Employee Development
Performance Evaluations
 Regular performance evaluations are necessary to ensure that the
behaviours, traits, and competencies of employees are aligned with the
staffing, promotional, and remunerative demands of the organization.
 They are also necessary to ensure that these organizational demands are
aligned with the developmental needs of the employees themselves.
 360° performance evaluations are the most reliable form of evaluation;
soliciting feedback from superiors, peers, and subordinates alike.
 The best performance evaluations are methodologically comprehensive;
entailing combinations of written analyses, behavioural scales, critical
incident reports, and comparative measures.
 Performance evaluations should be explicitly connected to reward
allocations in a way that is clear and meaningful to the employee.
Feedback

 Formal performance evaluations alone are not sufficiently responsive or


frequent to be useful in developing and motivating an employee or
meeting the ongoing employee needs of the organization.
 Employees will be more quick to improve deficient areas of their
performance (or maintain or build on strong areas of their performance) if
they receive consistent, timely, and detailed feedback from their leaders.
 Giving feedback can be a tricky process, and can make employees
defensive or even resentful when the feedback is negative.
 But this doesn’t need to be the case: giving feedback in a thoughtful,
sensitive manner simply requires that leaders are mindful, emotionally
intelligent, and practice active listening (feedback should go both ways!).
Managing Work-Life Conflict and Balance
 Successful organizations are those that are sensitive to the competing
extracurricular demands of their employees.
 It is HRM’s responsibility to ensure that employees are able to manage
conflicts between their job and their domestic/non-work responsibilities.
 Employees that have balance in their lives are more focused, disciplined,
motivated, and productive than those without such balance.
 Remember, sometimes “life gets in the way.” HRM needs to recognize that
employees are not just employees; they are human beings (parents,
children, friends, teammates, associates, contemporaries).
 HRM policies and practices to accommodate work-life balance can include:
flexible scheduling; paid parental leave and childcare provision; corporate
wellness initiatives; and a workplace culture which promotes balance.
Sustainable Leadership Change and Development

 When leaders are given the opportunity and support from HRM to
focus on other areas of their lives, they become better leaders.

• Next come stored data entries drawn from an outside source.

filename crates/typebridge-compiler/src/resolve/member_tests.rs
use typebridge_core::{Attribute, AttributeValue, MemberSymbol, NamedType, TypeKind, TypeRef};

use super::member::{MemberDeclaration, RenameAnnotation};

fn string(s: &str) -> AttributeValue {
    AttributeValue::String(s.to_string())
}

fn data_member(name: AttributeValue) -> Attribute {
    Attribute::new("DataMemberAttribute").named("Name", name)
}

fn json_property(name: AttributeValue) -> Attribute {
    Attribute::new("JsonProperty").positional(name)
}

fn prop(ty: TypeRef) -> MemberSymbol {
    MemberSymbol::new("Prop", ty)
}

#[test]
fn declared_name_without_annotations() {
    let member = MemberDeclaration::from_symbol(&prop(TypeRef::builtin("int")));
    assert_eq!(member.resolve_name(), "Prop");
    assert!(member.rename_overrides.is_empty());
}

#[test]
fn json_property_renames() {
    let symbol = prop(TypeRef::builtin("int")).with_attribute(json_property(string("foo")));
    assert_eq!(MemberDeclaration::from_symbol(&symbol).resolve_name(), "foo");
}

#[test]
fn data_member_renames() {
    let symbol = prop(TypeRef::builtin("int")).with_attribute(data_member(string("foo")));
    assert_eq!(MemberDeclaration::from_symbol(&symbol).resolve_name(), "foo");
}

#[test]
fn data_member_beats_json_property() {
    // Attribute order on the member does not matter.
    let symbol = prop(TypeRef::builtin("int"))
        .with_attribute(json_property(string("light")))
        .with_attribute(data_member(string("contract")));
    let member = MemberDeclaration::from_symbol(&symbol);

    assert_eq!(member.resolve_name(), "contract");
    assert_eq!(
        member.rename_overrides,
        [
            (RenameAnnotation::DataMember, "contract".to_string()),
            (RenameAnnotation::JsonProperty, "light".to_string()),
        ]
    );
}

#[test]
fn non_string_arguments_fall_through() {
    let symbol = prop(TypeRef::builtin("int"))
        .with_attribute(data_member(AttributeValue::Int(3)))
        .with_attribute(json_property(string("light")));
    assert_eq!(MemberDeclaration::from_symbol(&symbol).resolve_name(), "light");

    let symbol = prop(TypeRef::builtin("int")).with_attribute(json_property(AttributeValue::Null));
    assert_eq!(MemberDeclaration::from_symbol(&symbol).resolve_name(), "Prop");
}

#[test]
fn missing_arguments_fall_through() {
    let symbol = prop(TypeRef::builtin("int"))
        .with_attribute(Attribute::new("DataMember").named("Order", AttributeValue::Int(1)))
        .with_attribute(Attribute::new("JsonProperty"));
    assert_eq!(MemberDeclaration::from_symbol(&symbol).resolve_name(), "Prop");
}

#[test]
fn only_first_attribute_of_a_kind_counts() {
    let symbol = prop(TypeRef::builtin("int"))
        .with_attribute(json_property(AttributeValue::Bool(true)))
        .with_attribute(json_property(string("second")));
    assert_eq!(MemberDeclaration::from_symbol(&symbol).resolve_name(), "Prop");
}

#[test]
fn unrelated_attributes_are_ignored() {
    let symbol = prop(TypeRef::builtin("int"))
        .with_attribute(Attribute::new("XmlElement").positional(string("xml")));
    assert_eq!(MemberDeclaration::from_symbol(&symbol).resolve_name(), "Prop");
}

#[test]
fn optional_iff_reference_type() {
    let cases = [
        (TypeRef::builtin("string"), true),
        (TypeRef::builtin("object"), true),
        (NamedType::source("Test", TypeKind::Class).into(), true),
        (NamedType::source("ITest", TypeKind::Interface).into(), true),
        (TypeRef::array(TypeRef::builtin("int")), true),
        (TypeRef::builtin("int"), false),
        (TypeRef::builtin("bool"), false),
        (TypeRef::builtin("decimal"), false),
        (NamedType::source("Point", TypeKind::Struct).into(), false),
        (NamedType::source("Color", TypeKind::Enum).into(), false),
    ];
    for (ty, optional) in cases {
        let member = MemberDeclaration::from_symbol(&prop(ty.clone()));
        assert_eq!(member.is_optional(), optional, "{ty:?}");
    }
}
use super::JsonSymbolProvider;
use super::catalog::Catalog;
use super::error::SymbolError;
use crate::declarations::Declaration;
use crate::provider::SymbolProvider;
use crate::types::TypeRef;

fn load_with(catalog: &str, json: &str) -> Result<JsonSymbolProvider, SymbolError> {
    let mut layered = Catalog::base()?;
    layered.extend(Catalog::from_json("refs.json", catalog)?);
    JsonSymbolProvider::from_json(&[("unit.json", json)], &layered)
}

#[test]
fn base_catalog_parses() {
    let catalog = Catalog::base().unwrap();

    assert!(catalog.contains("IEnumerable", 0));
    assert!(catalog.contains("IEnumerable", 1));
    assert!(catalog.contains("Dictionary", 2));
    assert!(!catalog.contains("Dictionary", 1));
}

#[test]
fn empty_catalog() {
    let catalog = Catalog::empty();
    assert!(catalog.is_empty());
    assert_eq!(catalog.len(), 0);
}

#[test]
fn later_layers_replace_entries() {
    let mut catalog = Catalog::base().unwrap();
    let before = catalog.len();
    let overlay = Catalog::from_json(
        "overlay.json",
        r#"{ "types": [
            { "name": "List", "kind": "class", "type_parameters": ["T"] },
            { "name": "Money", "kind": "struct" }
        ] }"#,
    )
    .unwrap();

    catalog.extend(overlay);

    assert_eq!(catalog.len(), before + 1);
    assert!(catalog.get("List", 1).unwrap().interfaces.is_empty());
}

#[test]
fn duplicate_entries_in_one_file_are_rejected() {
    let err = Catalog::from_json(
        "dup.json",
        r#"{ "types": [{ "name": "Money" }, { "name": "Money" }] }"#,
    )
    .unwrap_err();

    assert!(matches!(
        err,
        SymbolError::DuplicateCatalogEntry { ref name, arity: 0, .. } if name == "Money"
    ));
}

#[test]
fn unknown_special_tag_is_rejected() {
    let err = Catalog::from_json(
        "bad.json",
        r#"{ "types": [{ "name": "Bag", "type_parameters": ["T"], "special": "bag" }] }"#,
    )
    .unwrap_err();

    assert_eq!(err.to_string(), "unknown special type tag 'bag' on 'Bag'");
}

#[test]
fn load_reports_missing_file() {
    let dir = tempfile::tempdir().unwrap();
    let err = Catalog::load(&dir.path().join("nope.json")).unwrap_err();
    assert!(err.to_string().starts_with("failed to read"));
}

#[test]
fn cyclic_catalog_entries_are_rejected() {
    let err = load_with(
        r#"{ "types": [
            { "name": "Foo", "kind": "interface", "interfaces": ["Bar"] },
            { "name": "Bar", "kind": "interface", "interfaces": ["Foo"] }
        ] }"#,
        r#"{ "declarations": [{ "kind": "class", "name": "A",
            "members": [{ "name": "X", "type": "Foo" }] }] }"#,
    )
    .unwrap_err();

    assert!(matches!(err, SymbolError::CyclicInheritance { ref name } if name == "Foo"));
}

#[test]
fn self_reference_through_arguments_stops_shallow() {
    let provider = load_with(
        r#"{ "types": [
            { "name": "IOrdered", "kind": "interface", "type_parameters": ["T"] },
            { "name": "Money", "kind": "struct",
              "interfaces": [{ "name": "IOrdered", "args": ["Money"] }] }
        ] }"#,
        r#"{ "declarations": [{ "kind": "class", "name": "A",
            "members": [{ "name": "Price", "type": "Money" }] }] }"#,
    )
    .unwrap();

    let Declaration::Type(decl) = &provider.units()[0].declarations[0] else {
        panic!("expected a type");
    };
    let TypeRef::Named(money) = &decl.members[0].ty else {
        panic!("expected a named type");
    };
    let TypeRef::Named(ordered) = &money.interfaces[0] else {
        panic!("expected a named interface");
    };
    let TypeRef::Named(inner) = &ordered.type_args[0] else {
        panic!("expected a named argument");
    };
    assert_eq!(inner.name, "Money");
    assert!(inner.interfaces.is_empty());
}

 Remember the connection between Emotional Intelligence (EI) and
leadership: EI must be developed outside the workplace as well as
within it in order for it to be truly sustainable.
 “Life is the laboratory for learning.” (Primal Leadership, p. 129)

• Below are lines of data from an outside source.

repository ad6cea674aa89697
//! Tracing subscriber setup.
//!
//! The subscriber is only installed when `TYPEBRIDGE_LOG` (or `RUST_LOG`) is
//! set. Filter values use the `RUST_LOG` syntax, e.g.
//! `TYPEBRIDGE_LOG=typebridge_compiler=trace`.

use tracing_subscriber::EnvFilter;

const LOG_ENV: &str = "TYPEBRIDGE_LOG";

/// `TYPEBRIDGE_LOG` takes precedence over `RUST_LOG`.
fn build_filter() -> Option<EnvFilter> {
    if let Ok(val) = std::env::var(LOG_ENV) {
        return Some(EnvFilter::builder().parse_lossy(val));
    }
    std::env::var("RUST_LOG")
        .ok()
        .map(|_| EnvFilter::from_default_env())
}

/// Install the global fmt subscriber, writing to stderr.
///
/// The output file is never stdout, but generated text and logs still stay
/// on separate streams.
pub fn init_tracing() {
    let Some(filter) = build_filter() else {
        return;
    };

    tracing_subscriber::fmt()
        .with_env_filter(filter)
        .with_writer(std::io::stderr)
        .init();
}
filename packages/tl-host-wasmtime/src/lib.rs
//! Wasmtime host for the tinylisp WASM guest.
//!
//! The guest is a freestanding interpreter whose read primitive blocks by
//! construction; the front end only delivers input as discrete, arbitrarily
//! delayed events. This crate bridges the two: a cooperative scheduler
//! drives the guest's read–eval loop as an explicit state machine that
//! suspends whenever the guest signals "no input" and resumes when the
//! message bridge has buffered more, backed by a bump allocator serving the
//! guest's heap requests and a table scan that recovers the integer identity
//! of the guest's exported continuation.
//!
//! The front end speaks newline-delimited JSON over stdio; see
//! [`protocol`] for the message shapes.

pub mod alloc;
pub mod bridge;
pub mod console;
pub mod error;
pub mod guest;
pub mod protocol;
pub mod scheduler;
pub mod session;

#[cfg(test)]
pub(crate) mod test_support;

pub use bridge::MessageBridge;
pub use error::{HostError, HostResult};
pub use guest::{GuestControl, WasmGuest};
pub use protocol::{InboundMessage, OutboundMessage};
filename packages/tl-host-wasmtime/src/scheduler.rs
use crate::bridge::InputBuffer;
use crate::error::HostResult;
use crate::guest::{GuestControl, ReadOutcome, StepOutcome};

/// What the read–eval loop yielded control for.
#[derive(Debug, Clone, Copy, PartialEq, Eq)]
pub enum Suspend {
    /// The guest cannot proceed without more input; nothing was committed.
    MoreData,
    /// A guest read (top-level or in-evaluation) consumed the fed input;
    /// bytes fed so far are committed.
    EnoughData,
    /// The loop terminated. Terminal: the scheduler cannot be restarted.
    Finished,
}

#[derive(Debug, Clone, Copy, PartialEq, Eq)]
enum LoopState {
    StartIteration,
    Reading,
    BeginApply(i32),
    Draining,
    Finished,
}

/// The read–eval–print loop as an explicit resumable state machine.
///
/// Each `step` runs until the guest either needs more input or the loop
/// terminates; a suspend is only ever issued at a point where the guest has
/// itself signaled "try again", so resumption re-invokes the same guest call
/// that yielded. The original host expressed this as a generator; the state
/// machine carries the continuation explicitly instead.
pub struct Scheduler {
    state: LoopState,
    /// Set while the drain loop is suspended on an in-evaluation read.
    apply_suspended: bool,
}

impl Default for Scheduler {
    fn default() -> Self {
        Self::new()
    }
}

impl Scheduler {
    pub fn new() -> Self {
        Self {
            state: LoopState::StartIteration,
            apply_suspended: false,
        }
    }

    pub fn finished(&self) -> bool {
        self.state == LoopState::Finished
    }

    /// Advance the loop to its next suspend point.
    fn step<G: GuestControl>(&mut self, guest: &mut G) -> HostResult<Suspend> {
        loop {
            match self.state {
                LoopState::Finished => return Ok(Suspend::Finished),
                LoopState::StartIteration => {
                    if !guest.running() {
                        guest.console().sysprint("Program exited.\n");
                        self.state = LoopState::Finished;
                        return Ok(Suspend::Finished);
                    }
                    guest.clear_state()?;
                    guest.collect_garbage()?;
                    guest.console().eprint("> ");
                    self.state = LoopState::Reading;
                }
                LoopState::Reading => match guest.read_expression()? {
                    ReadOutcome::NeedMoreData => return Ok(Suspend::MoreData),
                    ReadOutcome::Expression(expr) => {
                        self.state = LoopState::BeginApply(expr);
                        return Ok(Suspend::EnoughData);
                    }
                },
                LoopState::BeginApply(expr) => {
                    guest.begin_apply(expr)?;
                    self.state = LoopState::Draining;
                }
                LoopState::Draining => {
                    loop {
                        let outcome = guest.apply_next()?;
                        if self.apply_suspended {
                            self.apply_suspended = false;
                            // The step only gets past the read that trapped
                            // by consuming the re-fed input, so progress here
                            // commits it just like a top-level read.
                            if outcome != StepOutcome::NeedMoreData {
                                return Ok(Suspend::EnoughData);
                            }
                        }
                        match outcome {
                            StepOutcome::Progress => continue,
                            StepOutcome::Done => break,
                            StepOutcome::NeedMoreData => {
                                self.apply_suspended = true;
                                return Ok(Suspend::MoreData);
                            }
                        }
                    }
                    let error = guest.last_error()?;
                    if error != 0 {
                        guest.console().eprint("Error: ");
                        guest.print_value(error)?;
                        guest.console().eprint("\n");
                    }
                    self.state = LoopState::StartIteration;
                }
            }
        }
    }

    /// Feed pending input to the guest and drive the loop until it stalls.
    ///
    /// The guest restarts an aborted parse from scratch, so every pass
    /// re-feeds the buffer from the front; bytes are only consumed from the
    /// buffer once a read commits (`EnoughData`). Stops when the guest wants
    /// more data and everything on hand has already been fed.
    pub fn crank<G: GuestControl>(
        &mut self,
        guest: &mut G,
        input: &mut InputBuffer,
    ) -> HostResult<()> {
        if self.finished() {
            return Ok(());
        }
        let mut first = true;
        while first || !input.is_empty() {
            first = false;
            let mut fed = 0;
            while fed < input.len() {
                if guest.feed_byte(input.byte_at(fed))? {
                    break; // guest buffer full
                }
                fed += 1;
            }
            match self.step(guest)? {
                Suspend::Finished => {
                    guest.console().sysprint("Main loop exited.\n");
                    return Ok(());
                }
                Suspend::MoreData => {
                    if fed == input.len() {
                        break;
                    }
                }
                Suspend::EnoughData => {
                    input.consume(fed);
                    // A committed read parks the loop just before
                    // evaluation; drive one more pass even if the buffer is
                    // now empty so the result is produced promptly.
                    first = true;
                }
            }
        }
        Ok(())
    }
}
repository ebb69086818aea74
pub mod mock;
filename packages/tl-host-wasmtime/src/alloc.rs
use wasmtime::{AsContextMut, Memory};

use crate::error::{HostError, HostResult};

/// WASM page size in bytes.
pub const PAGE: u32 = 65536;

/// A contiguous range `[base, base + size)` of guest linear memory.
#[derive(Debug, Clone, Copy, PartialEq, Eq)]
pub struct MemoryRegion {
    pub base: u32,
    pub size: u32,
}

/// Bump allocator over the guest's linear memory.
///
/// The watermark is the next free offset; it only ever moves forward. Regions
/// are never reclaimed — the guest's `release_heap` is a no-op by design. The
/// allocator is seeded from the guest's `__heap_base` export after
/// instantiation and before the first guest call.
#[derive(Debug, Clone, Copy, Default, PartialEq, Eq)]
pub struct BumpAllocator {
    watermark: u32,
}

impl BumpAllocator {
    pub fn seed(&mut self, base: u32) {
        self.watermark = base;
    }

    pub fn watermark(&self) -> u32 {
        self.watermark
    }

    /// Hand out `min_size` bytes at the current watermark, growing the
    /// backing memory if the new watermark runs past it.
    pub fn allocate(
        &mut self,
        mut ctx: impl AsContextMut,
        memory: Memory,
        min_size: u32,
    ) -> HostResult<MemoryRegion> {
        let base = self.watermark;
        self.watermark = base
            .checked_add(min_size)
            .ok_or(HostError::WatermarkOverflow { size: min_size })?;
        self.ensure_backing(&mut ctx, memory)?;
        Ok(MemoryRegion {
            base,
            size: min_size,
        })
    }

    /// Round the watermark up to the next 8-byte boundary and make sure the
    /// backing memory covers it.
    pub fn align8(&mut self, mut ctx: impl AsContextMut, memory: Memory) -> HostResult<()> {
        self.watermark = (self.watermark + 7) & !7;
        self.ensure_backing(&mut ctx, memory)
    }

    /// Grow `memory` by exactly the pages needed to cover the watermark.
    fn ensure_backing(&self, mut ctx: impl AsContextMut, memory: Memory) -> HostResult<()> {
        let need = u64::from(self.watermark).div_ceil(u64::from(PAGE));
        let have = memory.size(&ctx);
        if need > have {
            let delta = need - have;
            memory
                .grow(&mut ctx, delta)
                .map_err(|_| HostError::MemoryGrowth { pages: delta })?;
            tracing::debug!(pages = need, grown_by = delta, "guest memory grown");
        }
        Ok(())
    }
}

 Modern HRM recognizes that in order for leaders to develop, they
need to structure their development like athletes: a lot of time
practicing, and a little time performing – rather than vice versa, as
with many leaders.
Building an Action Learning Culture
 Leadership development cannot be the mandate of HRM alone. Even with
their domain expertise and contributions to the strategy of the
organization, HRM’s involvement by itself cannot drive the changes in
behaviour or culture required for sustainable leadership development.

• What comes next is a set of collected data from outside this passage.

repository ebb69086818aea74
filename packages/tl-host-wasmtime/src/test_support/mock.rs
use std::collections::{HashMap, HashSet};

use tokio::sync::mpsc::UnboundedSender;

use crate::console::Console;
use crate::error::HostResult;
use crate::guest::{GuestControl, ReadOutcome, StepOutcome};
use crate::protocol::OutboundMessage;

/// Scripted stand-in for the WASM guest.
///
/// Models the observable contract the scheduler relies on: a bounded input
/// buffer fed byte-by-byte, a read that either commits one newline-terminated
/// expression or loses its partial parse (the host re-feeds uncommitted
/// input), and an apply phase that produces one scripted result line per
/// expression.
pub struct MockGuest {
    console: Console,
    buffer: Vec<u8>,
    capacity: usize,
    consumed: Vec<u8>,
    results: HashMap<String, String>,
    error_lines: HashSet<String>,
    input_requests: HashSet<String>,
    halt_on: Option<String>,
    exprs: Vec<String>,
    pending: Option<i32>,
    errored: bool,
    running: bool,
}

impl MockGuest {
    pub fn new(tx: UnboundedSender<OutboundMessage>) -> Self {
        Self {
            console: Console::new(tx),
            buffer: Vec::new(),
            capacity: 256,
            consumed: Vec::new(),
            results: HashMap::new(),
            error_lines: HashSet::new(),
            input_requests: HashSet::new(),
            halt_on: None,
            exprs: Vec::new(),
            pending: None,
            errored: false,
            running: true,
        }
    }

    /// Cap the guest-side input buffer (default 256, like the real guest).
    pub fn with_capacity(mut self, capacity: usize) -> Self {
        self.capacity = capacity;
        self
    }

    /// Script the value printed when `expr` is evaluated.
    pub fn with_result(mut self, expr: &str, value: &str) -> Self {
        self.results.insert(expr.into(), value.into());
        self
    }

    /// Make evaluating `expr` leave the error slot set.
    pub fn with_error_on(mut self, expr: &str) -> Self {
        self.error_lines.insert(expr.into());
        self
    }

    /// Make evaluating `expr` read one newline-terminated line of input
    /// mid-evaluation and print it back.
    pub fn with_input_request(mut self, expr: &str) -> Self {
        self.input_requests.insert(expr.into());
        self
    }

    /// Make evaluating `line` halt the guest.
    pub fn with_halt_on(mut self, line: &str) -> Self {
        self.halt_on = Some(line.into());
        self
    }

    /// Bytes committed by successful reads, in order.
    pub fn consumed(&self) -> &[u8] {
        &self.consumed
    }
}

impl GuestControl for MockGuest {
    fn clear_state(&mut self) -> HostResult<()> {
        self.errored = false;
        Ok(())
    }

    fn collect_garbage(&mut self) -> HostResult<()> {
        Ok(())
    }

    fn feed_byte(&mut self, byte: u8) -> HostResult<bool> {
        if self.buffer.len() >= self.capacity {
            return Ok(true);
        }
        self.buffer.push(byte);
        Ok(false)
    }

    fn read_expression(&mut self) -> HostResult<ReadOutcome> {
        match self.buffer.iter().position(|&b| b == b'\n') {
            None => {
                // An aborted parse drains the guest buffer; the host holds
                // the uncommitted bytes and re-feeds them.
                self.buffer.clear();
                Ok(ReadOutcome::NeedMoreData)
            }
            Some(nl) => {
                let line: Vec<u8> = self.buffer.drain(..=nl).collect();
                let text = String::from_utf8_lossy(&line[..nl]).into_owned();
                self.consumed.extend_from_slice(&line);
                self.exprs.push(text);
                Ok(ReadOutcome::Expression(self.exprs.len() as i32 - 1))
            }
        }
    }

    fn begin_apply(&mut self, expr: i32) -> HostResult<()> {
        self.pending = Some(expr);
        Ok(())
    }

    fn apply_next(&mut self) -> HostResult<StepOutcome> {
        let Some(ix) = self.pending.take() else {
            return Ok(StepOutcome::Done);
        };
        let line = self.exprs[ix as usize].clone();
        if self.input_requests.contains(&line) {
            let Some(nl) = self.buffer.iter().position(|&b| b == b'\n') else {
                // An in-evaluation read loses its partial parse the same way
                // a top-level one does; the step re-runs on resume.
                self.buffer.clear();
                self.pending = Some(ix);
                return Ok(StepOutcome::NeedMoreData);
            };
            let taken: Vec<u8> = self.buffer.drain(..=nl).collect();
            let text = String::from_utf8_lossy(&taken[..nl]).into_owned();
            self.consumed.extend_from_slice(&taken);
            self.console.print(&format!("{text}\n"));
            return Ok(StepOutcome::Progress);
        }
        if self.halt_on.as_deref() == Some(line.as_str()) {
            self.running = false;
            self.console.sysprint("\nProcess exited with code 0");
        } else if self.error_lines.contains(&line) {
            self.errored = true;
        } else {
            let value = self.results.get(&line).cloned().unwrap_or(line);
            self.console.print(&format!("{value}\n"));
        }
        Ok(StepOutcome::Progress)
    }

    fn last_error(&mut self) -> HostResult<i32> {
        Ok(i32::from(self.errored))
    }

    fn print_value(&mut self, _value: i32) -> HostResult<()> {
        self.console.print("#error");
        Ok(())
    }

    fn running(&self) -> bool {
        self.running
    }

    fn console(&mut self) -> &mut Console {
        &mut self.console
    }
}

 HRM and leadership need to work together to build an action learning
culture: A culture based on adopting an experimental, iterative mindset to
day-to-day work activities. This requires a willingness to embrace failure,
as well as a recognition that there will always be opportunities to adapt
and improve.
 This can be achieved by getting buy-in from senior leadership to set an
example themselves; cultivating a growth mindset where everyone wants
to keep learning; and encouraging risk-taking among all employees.